Lorsque le Président appelle à la mobilisation générale contre le COVID, l’état des troupes laisse à désirer. L’exécutif est alors écartelé entre plusieurs fronts :

Celui de la Mairie de Paris ( (l’un des candidats n’a pas eu suffisamment confiance dans l’intégrité des primaires LREM pour en respecter le verdict) et le 49-3.

Le soldat Hulot, qui, a déserté depuis longtemps, et les démissions du groupe parlementaire de la majorité s’accumulent.

Le départ en province de centaines de milliers de parisiens, enfin qui prend des allures d’exode.

La France compte aujourd’hui, en pourcentage de sa population, près de cinq fois plus de décès du COVID 19 que l’Allemagne. 2,6 fois plus que la moyenne des pays de l’OCDE.  7,5 fois plus que ceux de ces pays, dirigés par des femmes.

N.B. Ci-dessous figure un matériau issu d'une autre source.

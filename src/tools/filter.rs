use image::{imageops, Rgba, RgbaImage};
use serde::{Deserialize, Serialize};

use super::{Color, PixelRect, Point};
use crate::selection::SelectionMask;
use crate::surface::{lerp, PixelSurface};

/// Whole-image or selection-scoped color filters.
#[derive(Debug, Clone, Copy, PartialEq, Serialize, Deserialize)]
#[serde(tag = "kind", rename_all = "snake_case")]
pub enum FilterKind {
    Grayscale,
    Invert,
    /// 0 removes all color, 100 keeps the image as is, above 100 boosts it.
    Saturation { percent: u16 },
    /// 0 keeps alpha, 100 makes the pixels fully transparent.
    Transparency { percent: u8 },
    Blur { sigma: f32 },
    Pixelate { block: u32 },
}

impl FilterKind {
    pub const fn label(&self) -> &'static str {
        match self {
            Self::Grayscale => "Grayscale",
            Self::Invert => "Invert colors",
            Self::Saturation { .. } => "Saturation",
            Self::Transparency { .. } => "Transparency",
            Self::Blur { .. } => "Blur",
            Self::Pixelate { .. } => "Pixelization",
        }
    }

    /// Filters the masked part of `surface`, or all of it without a mask.
    /// Returns the area that may have changed.
    pub fn apply(
        &self,
        surface: &mut PixelSurface,
        clip: Option<&SelectionMask>,
    ) -> Option<PixelRect> {
        let area = match clip {
            Some(mask) => mask.bounds()?,
            None => surface.bounds(),
        };
        let filtered = match *self {
            Self::Grayscale => map_pixels(surface, area, |color| saturate(color, 0)),
            Self::Invert => map_pixels(surface, area, |color| {
                Color::rgba(255 - color.r, 255 - color.g, 255 - color.b, color.a)
            }),
            Self::Saturation { percent } => {
                map_pixels(surface, area, |color| saturate(color, percent))
            }
            Self::Transparency { percent } => {
                let keep = 100 - u32::from(percent.min(100));
                map_pixels(surface, area, |color| {
                    color.with_alpha((u32::from(color.a) * keep / 100) as u8)
                })
            }
            Self::Blur { sigma } => {
                if !sigma.is_finite() || sigma <= 0.0 {
                    return None;
                }
                blur(surface, area, sigma)?
            }
            Self::Pixelate { block } => {
                if block <= 1 {
                    return None;
                }
                pixelate(surface, area, block)?
            }
        };
        write_back(surface, area, &filtered, clip);
        Some(area)
    }
}

fn map_pixels(surface: &PixelSurface, area: PixelRect, f: impl Fn(Color) -> Color) -> RgbaImage {
    let mut region = surface.region(area).unwrap_or_default();
    for pixel in region.pixels_mut() {
        *pixel = f(Color::from_rgba(*pixel)).to_rgba();
    }
    region
}

fn saturate(color: Color, percent: u16) -> Color {
    let luma = (299 * i32::from(color.r) + 587 * i32::from(color.g) + 114 * i32::from(color.b))
        / 1000;
    let factor = i32::from(percent);
    let channel = |value: u8| {
        let shifted = luma + (i32::from(value) - luma) * factor / 100;
        shifted.clamp(0, 255) as u8
    };
    Color::rgba(channel(color.r), channel(color.g), channel(color.b), color.a)
}

/// Blurs `area` with some surrounding context so edges of a selection do not
/// fade into transparent black.
fn blur(surface: &PixelSurface, area: PixelRect, sigma: f32) -> Option<RgbaImage> {
    let margin = (sigma * 3.0).ceil().min(256.0) as u32;
    let context = area.expand(margin).clamp_to(surface.extent())?;
    let source = surface.region(context)?;
    let blurred = imageops::blur(&source, sigma);
    let offset_x = (area.x - context.x) as u32;
    let offset_y = (area.y - context.y) as u32;
    Some(imageops::crop_imm(&blurred, offset_x, offset_y, area.width, area.height).to_image())
}

fn pixelate(surface: &PixelSurface, area: PixelRect, block: u32) -> Option<RgbaImage> {
    let mut region = surface.region(area)?;
    let (width, height) = region.dimensions();
    for top in (0..height).step_by(block as usize) {
        for left in (0..width).step_by(block as usize) {
            let right = (left + block).min(width);
            let bottom = (top + block).min(height);
            let mut sum = [0u64; 4];
            for y in top..bottom {
                for x in left..right {
                    for (total, channel) in sum.iter_mut().zip(region.get_pixel(x, y).0) {
                        *total += u64::from(channel);
                    }
                }
            }
            let count = u64::from((right - left) * (bottom - top));
            let average = Rgba(sum.map(|total| (total / count) as u8));
            for y in top..bottom {
                for x in left..right {
                    region.put_pixel(x, y, average);
                }
            }
        }
    }
    Some(region)
}

fn write_back(
    surface: &mut PixelSurface,
    area: PixelRect,
    filtered: &RgbaImage,
    clip: Option<&SelectionMask>,
) {
    let Some(mask) = clip else {
        surface.write_region(Point::new(area.x, area.y), filtered);
        return;
    };
    for (x, y, pixel) in filtered.enumerate_pixels() {
        let (sx, sy) = (area.x + x as i32, area.y + y as i32);
        let coverage = mask.coverage(sx, sy);
        if coverage == 0 {
            continue;
        }
        if let Some(current) = surface.pixel(sx, sy) {
            surface.put_pixel(sx, sy, lerp(current, Color::from_rgba(*pixel), coverage));
        }
    }
}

Alors quand la semaine dernière lors d’une visio-conférence avec les artistes le Président déclare « La cohésion de la nation, ça n’est pas simplement le travail du président de la République, de son premier ministre ou du gouvernement ; c’est le travail de chacune et chacun d’entre vous », on manque de s’étrangler devant l’indécence du procédé.

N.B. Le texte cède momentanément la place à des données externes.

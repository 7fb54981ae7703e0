use image::{GrayImage, Luma};

use super::{BlendOperator, Color, PixelRect, Point};
use crate::selection::SelectionMask;
use crate::surface::PixelSurface;

const MARKED: Luma<u8> = Luma([255]);

/// Collects the pixels covered by one or more primitives, then paints them in
/// a single pass so overlapping stamps of a translucent color blend once.
/// Writes are weighted by the selection mask when one is given.
#[derive(Debug)]
pub struct Rasterizer<'a> {
    surface: &'a mut PixelSurface,
    clip: Option<&'a SelectionMask>,
    operator: BlendOperator,
    footprint: GrayImage,
    pending: Option<(i32, i32, i32, i32)>,
    dirty: Option<PixelRect>,
}

impl<'a> Rasterizer<'a> {
    pub fn new(
        surface: &'a mut PixelSurface,
        clip: Option<&'a SelectionMask>,
        operator: BlendOperator,
    ) -> Self {
        let footprint = GrayImage::new(surface.width(), surface.height());
        Self {
            surface,
            clip,
            operator,
            footprint,
            pending: None,
            dirty: None,
        }
    }

    fn mark(&mut self, x: i32, y: i32) {
        let (Ok(ux), Ok(uy)) = (u32::try_from(x), u32::try_from(y)) else {
            return;
        };
        if ux >= self.footprint.width() || uy >= self.footprint.height() {
            return;
        }
        self.footprint.put_pixel(ux, uy, MARKED);
        self.pending = Some(match self.pending {
            Some((min_x, min_y, max_x, max_y)) => {
                (min_x.min(x), min_y.min(y), max_x.max(x), max_y.max(y))
            }
            None => (x, y, x, y),
        });
    }

    /// Round brush of diameter `thickness` centered on `center`.
    pub fn stamp(&mut self, center: Point, thickness: u8) {
        let radius = i32::from(thickness.max(1)) / 2;
        if radius == 0 {
            self.mark(center.x, center.y);
            return;
        }
        let limit = radius * radius + radius;
        for dy in -radius..=radius {
            for dx in -radius..=radius {
                if dx * dx + dy * dy <= limit {
                    self.mark(center.x.saturating_add(dx), center.y.saturating_add(dy));
                }
            }
        }
    }

    /// Bresenham line with a brush stamped at every step. Only the part of the
    /// segment a stamp could reach on the surface is walked.
    pub fn line(&mut self, start: Point, end: Point, thickness: u8) {
        let radius = i32::from(thickness.max(1)) / 2;
        let Some((start, end)) = self.clip_segment(start, end, radius + 1) else {
            return;
        };
        let (mut x, mut y) = (i64::from(start.x), i64::from(start.y));
        let (end_x, end_y) = (i64::from(end.x), i64::from(end.y));
        let dx = (end_x - x).abs();
        let dy = -(end_y - y).abs();
        let step_x = if x < end_x { 1 } else { -1 };
        let step_y = if y < end_y { 1 } else { -1 };
        let mut error = dx + dy;
        loop {
            self.stamp(Point::new(x as i32, y as i32), thickness);
            if x == end_x && y == end_y {
                break;
            }
            let doubled = 2 * error;
            if doubled >= dy {
                error += dy;
                x += step_x;
            }
            if doubled <= dx {
                error += dx;
                y += step_y;
            }
        }
    }

    /// Liang-Barsky clip of a segment against the surface grown by `margin`.
    /// Endpoints already inside are kept exactly.
    fn clip_segment(&self, start: Point, end: Point, margin: i32) -> Option<(Point, Point)> {
        let low = -f64::from(margin);
        let right = f64::from(self.footprint.width()) - 1.0 + f64::from(margin);
        let bottom = f64::from(self.footprint.height()) - 1.0 + f64::from(margin);
        let (x0, y0) = (f64::from(start.x), f64::from(start.y));
        let (dx, dy) = (f64::from(end.x) - x0, f64::from(end.y) - y0);
        let (mut enter, mut leave) = (0.0_f64, 1.0_f64);
        for (p, q) in [(-dx, x0 - low), (dx, right - x0), (-dy, y0 - low), (dy, bottom - y0)] {
            if p == 0.0 {
                if q < 0.0 {
                    return None;
                }
                continue;
            }
            let t = q / p;
            if p < 0.0 {
                enter = enter.max(t);
            } else {
                leave = leave.min(t);
            }
            if enter > leave {
                return None;
            }
        }
        let at = |t: f64| Point::new((x0 + t * dx).round() as i32, (y0 + t * dy).round() as i32);
        let clipped_start = if enter > 0.0 { at(enter) } else { start };
        let clipped_end = if leave < 1.0 { at(leave) } else { end };
        Some((clipped_start, clipped_end))
    }

    pub fn polyline(&mut self, points: &[Point], thickness: u8) {
        match points {
            [] => {}
            [single] => self.stamp(*single, thickness),
            _ => {
                for pair in points.windows(2) {
                    self.line(pair[0], pair[1], thickness);
                }
            }
        }
    }

    pub fn rect_outline(&mut self, rect: PixelRect, thickness: u8) {
        if rect.is_empty() {
            return;
        }
        let right = (rect.right() - 1) as i32;
        let bottom = (rect.bottom() - 1) as i32;
        let corners = [
            Point::new(rect.x, rect.y),
            Point::new(right, rect.y),
            Point::new(right, bottom),
            Point::new(rect.x, bottom),
            Point::new(rect.x, rect.y),
        ];
        self.polyline(&corners, thickness);
    }

    pub fn rect_fill(&mut self, rect: PixelRect) {
        let Some(visible) = rect.clamp_to(self.surface.extent()) else {
            return;
        };
        for y in visible.y..visible.y + visible.height as i32 {
            for x in visible.x..visible.x + visible.width as i32 {
                self.mark(x, y);
            }
        }
    }

    pub fn ellipse_fill(&mut self, rect: PixelRect) {
        self.ellipse_band(rect, None);
    }

    /// Ring of width `thickness` just inside the ellipse inscribed in `rect`.
    pub fn ellipse_outline(&mut self, rect: PixelRect, thickness: u8) {
        self.ellipse_band(rect, Some(f64::from(thickness.max(1))));
    }

    fn ellipse_band(&mut self, rect: PixelRect, thickness: Option<f64>) {
        let Some(visible) = rect.clamp_to(self.surface.extent()) else {
            return;
        };
        let rx = f64::from(rect.width) / 2.0;
        let ry = f64::from(rect.height) / 2.0;
        let cx = f64::from(rect.x) + rx;
        let cy = f64::from(rect.y) + ry;
        let inner = thickness
            .map(|t| (rx - t, ry - t))
            .filter(|(irx, iry)| *irx > 0.0 && *iry > 0.0);
        for y in visible.y..visible.y + visible.height as i32 {
            for x in visible.x..visible.x + visible.width as i32 {
                let px = f64::from(x) + 0.5 - cx;
                let py = f64::from(y) + 0.5 - cy;
                if (px / rx).powi(2) + (py / ry).powi(2) > 1.0 {
                    continue;
                }
                let in_hole = inner
                    .map(|(irx, iry)| (px / irx).powi(2) + (py / iry).powi(2) < 1.0)
                    .unwrap_or(false);
                if !in_hole {
                    self.mark(x, y);
                }
            }
        }
    }

    /// Marks every pixel set in a coverage image of the surface's extent.
    pub fn region(&mut self, coverage: &GrayImage) {
        for (x, y, pixel) in coverage.enumerate_pixels() {
            if pixel[0] > 0 {
                self.mark(x as i32, y as i32);
            }
        }
    }

    /// Paints everything marked since the last call with `color`.
    pub fn paint(&mut self, color: Color) {
        let Some((min_x, min_y, max_x, max_y)) = self.pending.take() else {
            return;
        };
        for y in min_y..=max_y {
            for x in min_x..=max_x {
                let (ux, uy) = (x as u32, y as u32);
                if self.footprint.get_pixel(ux, uy)[0] == 0 {
                    continue;
                }
                self.footprint.put_pixel(ux, uy, Luma([0]));
                let coverage = self.clip.map_or(255, |mask| mask.coverage(x, y));
                self.surface
                    .blend_pixel(x, y, color, self.operator, coverage);
            }
        }
        let painted = PixelRect::from_corners(Point::new(min_x, min_y), Point::new(max_x, max_y));
        self.dirty = Some(self.dirty.map_or(painted, |dirty| dirty.union(&painted)));
    }

    /// Rectangle that may have changed, if anything was painted.
    pub fn finish(self) -> Option<PixelRect> {
        self.dirty
    }
}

Lorsqu’il appelle à ce qu’on lui fasse remonter des « utopies concrètes », on se demande s’il parle des masques et des tests pour lutter contre la maladie.

« A la consternation s’ajoute le dégoût » déclarent dans une lettre ouverte les ordres des médecins, pharmaciens, infirmiers, kinésithérapeutes, dentistes, sages-femmes et podologues.  Et de conclure « L’heure viendra, nous l’espérons, de rendre des comptes. En attendant, nous allons poursuivre notre mission de professionnels de santé, car c’est notre engagement. Avec néanmoins l’amertume de se dire que la responsabilité n’est pas la mieux partagée de toutes les vertus. »

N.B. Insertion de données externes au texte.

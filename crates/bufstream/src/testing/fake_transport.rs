// Copyright (c) Microsoft Corporation.
// Licensed under the MIT License.

use std::collections::VecDeque;
use std::io;
use std::num::NonZero;
use std::time::Duration;

use crate::Transport;

/// A [`Transport`] that replays a scripted sequence of read outcomes and collects written bytes.
///
/// Reads follow the script configured in the builder, one step per call. A data step larger than
/// the caller's buffer is delivered over several calls. Once the script is exhausted, every read
/// reports the end of the stream.
///
/// Writes append to an in-memory sink. They can be limited in size to force partial writes and
/// individual write calls can be configured to fail.
///
/// This is for test and example purposes only and is not optimized for performance.
#[derive(Debug)]
pub struct FakeTransport {
    script: VecDeque<ReadStep>,

    // For testing purposes, we may choose to limit the write size and
    // thereby force the caller to do multiple write operations.
    max_write_size: Option<NonZero<usize>>,
    write_failures: Vec<(usize, io::ErrorKind)>,

    written: Vec<u8>,
    read_calls: usize,
    timeout_read_calls: usize,
    write_calls: usize,
    last_timeout: Option<Duration>,
}

#[derive(Debug)]
enum ReadStep {
    Data(Vec<u8>),
    Fail(io::ErrorKind),
    Eof,
}

impl FakeTransport {
    /// Starts building a new `FakeTransport`.
    #[must_use]
    pub fn builder() -> FakeTransportBuilder {
        FakeTransportBuilder {
            script: VecDeque::new(),
            max_write_size: None,
            write_failures: Vec::new(),
        }
    }

    /// Creates a `FakeTransport` that delivers `contents` in a single read and then ends.
    #[must_use]
    pub fn new(contents: impl AsRef<[u8]>) -> Self {
        Self::builder().data(contents).build()
    }

    /// The bytes written to the transport so far, in order.
    #[must_use]
    pub fn written(&self) -> &[u8] {
        &self.written
    }

    /// Consumes the instance and returns the bytes written to it.
    #[must_use]
    pub fn into_written(self) -> Vec<u8> {
        self.written
    }

    /// Number of read calls made so far, with or without a timeout.
    #[must_use]
    pub fn read_calls(&self) -> usize {
        self.read_calls
    }

    /// Number of read calls made so far that carried a timeout.
    #[must_use]
    pub fn timeout_read_calls(&self) -> usize {
        self.timeout_read_calls
    }

    /// Number of write calls made so far, including failed ones.
    #[must_use]
    pub fn write_calls(&self) -> usize {
        self.write_calls
    }

    /// The timeout passed to the most recent timeout-bounded read.
    #[must_use]
    pub fn last_timeout(&self) -> Option<Duration> {
        self.last_timeout
    }

    /// Whether every scripted read step has been played back.
    #[must_use]
    pub fn is_exhausted(&self) -> bool {
        self.script.is_empty()
    }

    #[cfg_attr(test, mutants::skip)] // Mutations easily lead to infinite loops, not worth the effort.
    fn next_read(&mut self, buf: &mut [u8]) -> io::Result<usize> {
        self.read_calls += 1;

        match self.script.front_mut() {
            None | Some(ReadStep::Eof) => Ok(0),
            Some(ReadStep::Fail(kind)) => {
                let kind = *kind;
                self.script.pop_front();
                Err(io::Error::new(kind, "scripted transport failure"))
            }
            Some(ReadStep::Data(data)) => {
                let count = data.len().min(buf.len());
                buf[..count].copy_from_slice(&data[..count]);
                data.drain(..count);

                if data.is_empty() {
                    self.script.pop_front();
                }

                Ok(count)
            }
        }
    }
}

impl Transport for FakeTransport {
    fn read(&mut self, buf: &mut [u8]) -> io::Result<usize> {
        self.next_read(buf)
    }

    fn timeout_read(&mut self, buf: &mut [u8], timeout: Duration) -> io::Result<usize> {
        self.timeout_read_calls += 1;
        self.last_timeout = Some(timeout);
        self.next_read(buf)
    }

    fn write(&mut self, buf: &[u8]) -> io::Result<usize> {
        let call = self.write_calls;
        self.write_calls += 1;

        if let Some((_, kind)) = self.write_failures.iter().find(|(index, _)| *index == call) {
            return Err(io::Error::new(*kind, "scripted transport failure"));
        }

        let count = buf.len().min(self.max_write_size.map_or(usize::MAX, NonZero::get));
        self.written.extend_from_slice(&buf[..count]);

        Ok(count)
    }
}

/// Creates an instance of [`FakeTransport`].
///
/// Access through [`FakeTransport::builder()`].
#[derive(Debug)]
#[must_use]
pub struct FakeTransportBuilder {
    script: VecDeque<ReadStep>,
    max_write_size: Option<NonZero<usize>>,
    write_failures: Vec<(usize, io::ErrorKind)>,
}

impl FakeTransportBuilder {
    /// Appends a read step that delivers `bytes`.
    ///
    /// A single step is delivered over several reads if the reader's buffer is smaller.
    ///
    /// # Panics
    ///
    /// Panics if `bytes` is empty. Use [`eof()`][Self::eof] to end the stream.
    pub fn data(mut self, bytes: impl AsRef<[u8]>) -> Self {
        let bytes = bytes.as_ref();
        assert!(!bytes.is_empty(), "an empty read signals end of stream, use eof() instead");

        self.script.push_back(ReadStep::Data(bytes.to_vec()));
        self
    }

    /// Appends one read step per byte of `bytes`, delivering them one at a time.
    pub fn data_bytewise(mut self, bytes: impl AsRef<[u8]>) -> Self {
        for byte in bytes.as_ref() {
            self.script.push_back(ReadStep::Data(vec![*byte]));
        }
        self
    }

    /// Appends a read step that fails as if the read timeout elapsed.
    pub fn timeout(self) -> Self {
        self.error(io::ErrorKind::TimedOut)
    }

    /// Appends a read step that fails as if the blocking read was interrupted.
    pub fn interrupted(self) -> Self {
        self.error(io::ErrorKind::Interrupted)
    }

    /// Appends a read step that fails with an error of the given kind.
    pub fn error(mut self, kind: io::ErrorKind) -> Self {
        self.script.push_back(ReadStep::Fail(kind));
        self
    }

    /// Appends a read step that ends the stream.
    ///
    /// Every read after this one also reports the end of the stream.
    pub fn eof(mut self) -> Self {
        self.script.push_back(ReadStep::Eof);
        self
    }

    /// Limits how many bytes a single write call accepts.
    pub fn max_write_size(mut self, max_write_size: NonZero<usize>) -> Self {
        self.max_write_size = Some(max_write_size);
        self
    }

    /// Makes the write call with the given zero-based index fail with an error of the given kind.
    pub fn fail_write(mut self, call_index: usize, kind: io::ErrorKind) -> Self {
        self.write_failures.push((call_index, kind));
        self
    }

    /// Builds the `FakeTransport` with the provided configuration.
    #[must_use]
    pub fn build(self) -> FakeTransport {
        FakeTransport {
            script: self.script,
            max_write_size: self.max_write_size,
            write_failures: self.write_failures,
            written: Vec::new(),
            read_calls: 0,
            timeout_read_calls: 0,
            write_calls: 0,
            last_timeout: None,
        }
    }
}

#[cfg(test)]
#[cfg_attr(coverage_nightly, coverage(off))]
mod tests {
    use new_zealand::nz;

    use super::*;

    #[test]
    fn replays_script_in_order() {
        let mut transport = FakeTransport::builder().data(b"hello").timeout().data(b"!").build();
        let mut buf = [0_u8; 3];

        assert_eq!(transport.read(&mut buf).unwrap(), 3);
        assert_eq!(&buf, b"hel");

        assert_eq!(transport.read(&mut buf).unwrap(), 2);
        assert_eq!(&buf[..2], b"lo");

        let error = transport.timeout_read(&mut buf, Duration::from_millis(5)).unwrap_err();
        assert_eq!(error.kind(), io::ErrorKind::TimedOut);
        assert_eq!(transport.last_timeout(), Some(Duration::from_millis(5)));

        assert_eq!(transport.read(&mut buf).unwrap(), 1);
        assert!(transport.is_exhausted());

        assert_eq!(transport.read(&mut buf).unwrap(), 0);
        assert_eq!(transport.read_calls(), 5);
        assert_eq!(transport.timeout_read_calls(), 1);
    }

    #[test]
    fn eof_step_is_sticky() {
        let mut transport = FakeTransport::builder().eof().data(b"never").build();
        let mut buf = [0_u8; 8];

        assert_eq!(transport.read(&mut buf).unwrap(), 0);
        assert_eq!(transport.read(&mut buf).unwrap(), 0);
    }

    #[test]
    fn bytewise_delivers_one_byte_per_read() {
        let mut transport = FakeTransport::builder().data_bytewise(b"ab").build();
        let mut buf = [0_u8; 8];

        assert_eq!(transport.read(&mut buf).unwrap(), 1);
        assert_eq!(transport.read(&mut buf).unwrap(), 1);
        assert_eq!(transport.read(&mut buf).unwrap(), 0);
    }

    #[test]
    fn writes_are_limited_and_can_fail() {
        let mut transport = FakeTransport::builder()
            .max_write_size(nz!(2))
            .fail_write(1, io::ErrorKind::BrokenPipe)
            .build();

        assert_eq!(transport.write(b"abc").unwrap(), 2);
        assert_eq!(transport.write(b"c").unwrap_err().kind(), io::ErrorKind::BrokenPipe);
        assert_eq!(transport.write(b"c").unwrap(), 1);

        assert_eq!(transport.write_calls(), 3);
        assert_eq!(transport.into_written(), b"abc");
    }

    #[test]
    #[should_panic]
    fn empty_data_step_panics() {
        _ = FakeTransport::builder().data(b"");
    }
}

« Chers concitoyennes-ens, je vous prie de croire en l’assurance de ma profonde vanité ». Conclusion épistolaire virtuelle, dépassée par la réalité d’un Président qui persiste et signe.

Rodolphe Bocquet


[1] Indicateurs de gouvernance de la Banque Mondiale / Forum économique Mondial

[2] « A rising tide lifts all boats », slogan utilisé par Kennedy

Diplômé d’HEC et de New York University, Rodolphe Bocquet, a été trader à la Société Générale. Il conduit ensuite, jusqu’en 2012, des politiques publiques de développement durable. En 2014, il crée Beyond Ratings, première agence de notation financière intégrant les facteurs de durabilité de long terme dans la notation de solvabilité des Etats. Il en part début 2020. Aujourd’hui, il se définit comme artisan humaniste.

1 Commentaire(s)

  1. Voilà une tribune plutôt bien vue. Le constat des carences chez l’homme Macron, et au niveau de l’exécutif, est fondé. Bien vue aussi la conclusion sur « la vanité ».
    Mais « vanité » signifie ici « sûr de lui et dominateur » plus que « vain », cad « inutile ». Car ses décisions sont loin d’être vaines et inutiles à la classe des possédants qui l’ont mis sur le trône, et qui ont mis sur le trône – ou corrompus – ses prédécesseurs.
    Ce n’est pas qu’une question d’homme, même si celui-ci est particulièrement gratiné, odieux et antipathique … aux yeux de ses victimes cad les plus pauvres. Encore qu’en cette période de pandémie, ce ne soit pas forcément chez les plus pauvres qu’il suscite de l’antipathie : cette pandémie, tout comme le désastre écologie, touche toutes les classes sociales y compris la bourgeoisie, qui à ce titre, ne lui donne pas tout à fait quitus de sa gestion.
    Mais lors du retour aux affaires courantes, après la pandémie, les petite et moyenne bourgeoisies verront de nouveau en lui un protecteur, et la grande bourgeoisie financière, un instrument docile de sa politique ! C’est aussi une question de système, et le système n’est pas dans les mains de Macron (ni d’Edouard Philippe d’ailleurs : on essaye actuellement d’inventer une divergence entre eux, pour que l’un puisse remplacer celui qui sera désigné comme galeux)( je sous-entends qu’en tant que crapule, EP est pire qu’EM, même s’il parait moins déplaisant).